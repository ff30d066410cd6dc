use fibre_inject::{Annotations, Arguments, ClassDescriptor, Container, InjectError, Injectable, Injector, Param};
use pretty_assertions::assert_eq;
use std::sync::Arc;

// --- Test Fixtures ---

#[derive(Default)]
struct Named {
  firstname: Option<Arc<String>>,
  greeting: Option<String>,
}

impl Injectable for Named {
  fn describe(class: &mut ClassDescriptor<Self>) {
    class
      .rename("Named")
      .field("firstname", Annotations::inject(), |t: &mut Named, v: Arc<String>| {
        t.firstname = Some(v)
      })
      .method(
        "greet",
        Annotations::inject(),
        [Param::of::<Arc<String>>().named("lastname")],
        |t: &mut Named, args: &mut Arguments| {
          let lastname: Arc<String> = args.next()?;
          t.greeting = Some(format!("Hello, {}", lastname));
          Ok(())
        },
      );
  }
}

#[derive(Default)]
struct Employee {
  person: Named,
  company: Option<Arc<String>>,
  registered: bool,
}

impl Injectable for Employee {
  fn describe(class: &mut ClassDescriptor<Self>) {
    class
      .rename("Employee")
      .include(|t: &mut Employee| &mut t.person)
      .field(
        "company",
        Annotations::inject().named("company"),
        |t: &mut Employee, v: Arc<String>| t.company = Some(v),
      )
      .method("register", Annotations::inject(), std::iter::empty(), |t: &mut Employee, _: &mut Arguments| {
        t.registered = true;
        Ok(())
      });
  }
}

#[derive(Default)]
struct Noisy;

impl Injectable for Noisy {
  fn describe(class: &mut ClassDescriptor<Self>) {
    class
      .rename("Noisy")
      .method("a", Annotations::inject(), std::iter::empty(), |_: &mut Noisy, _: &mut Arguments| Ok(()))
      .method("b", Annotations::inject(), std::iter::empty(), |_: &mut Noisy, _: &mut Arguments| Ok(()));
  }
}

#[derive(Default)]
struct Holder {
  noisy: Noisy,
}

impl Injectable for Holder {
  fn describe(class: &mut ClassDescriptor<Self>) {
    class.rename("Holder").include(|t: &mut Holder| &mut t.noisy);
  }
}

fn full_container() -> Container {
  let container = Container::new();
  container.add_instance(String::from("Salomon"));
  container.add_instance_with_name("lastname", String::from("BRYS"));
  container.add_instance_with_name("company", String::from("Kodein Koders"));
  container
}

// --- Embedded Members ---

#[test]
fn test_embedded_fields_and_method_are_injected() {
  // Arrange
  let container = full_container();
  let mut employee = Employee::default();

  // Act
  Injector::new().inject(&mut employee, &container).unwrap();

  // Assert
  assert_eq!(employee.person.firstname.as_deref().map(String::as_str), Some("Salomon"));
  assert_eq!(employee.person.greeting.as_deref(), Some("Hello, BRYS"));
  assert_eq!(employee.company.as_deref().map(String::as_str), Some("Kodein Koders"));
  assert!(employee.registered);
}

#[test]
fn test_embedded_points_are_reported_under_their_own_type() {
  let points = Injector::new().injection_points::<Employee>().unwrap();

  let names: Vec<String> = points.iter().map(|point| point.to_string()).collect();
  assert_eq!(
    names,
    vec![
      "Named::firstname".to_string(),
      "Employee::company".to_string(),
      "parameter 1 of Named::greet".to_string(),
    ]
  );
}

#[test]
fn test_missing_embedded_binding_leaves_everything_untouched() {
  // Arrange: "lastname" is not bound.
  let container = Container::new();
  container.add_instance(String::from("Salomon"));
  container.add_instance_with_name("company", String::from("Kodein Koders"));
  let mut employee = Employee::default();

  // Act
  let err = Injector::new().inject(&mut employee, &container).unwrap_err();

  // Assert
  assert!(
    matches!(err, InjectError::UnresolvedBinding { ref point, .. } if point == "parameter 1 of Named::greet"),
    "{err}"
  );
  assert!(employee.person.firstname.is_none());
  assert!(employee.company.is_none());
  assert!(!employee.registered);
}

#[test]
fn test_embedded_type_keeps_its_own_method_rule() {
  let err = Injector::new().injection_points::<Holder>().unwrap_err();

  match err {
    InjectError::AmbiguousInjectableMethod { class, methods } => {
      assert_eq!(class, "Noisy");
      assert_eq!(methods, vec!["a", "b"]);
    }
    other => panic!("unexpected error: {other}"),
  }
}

----------

:: WHAT IS EXPECTED ::
Take each line above that holds the string "methods" and copy it.

:: EXERCISE ANSWER ::
    InjectError::AmbiguousInjectableMethod { class, methods } => {
      assert_eq!(methods, vec!["a", "b"]);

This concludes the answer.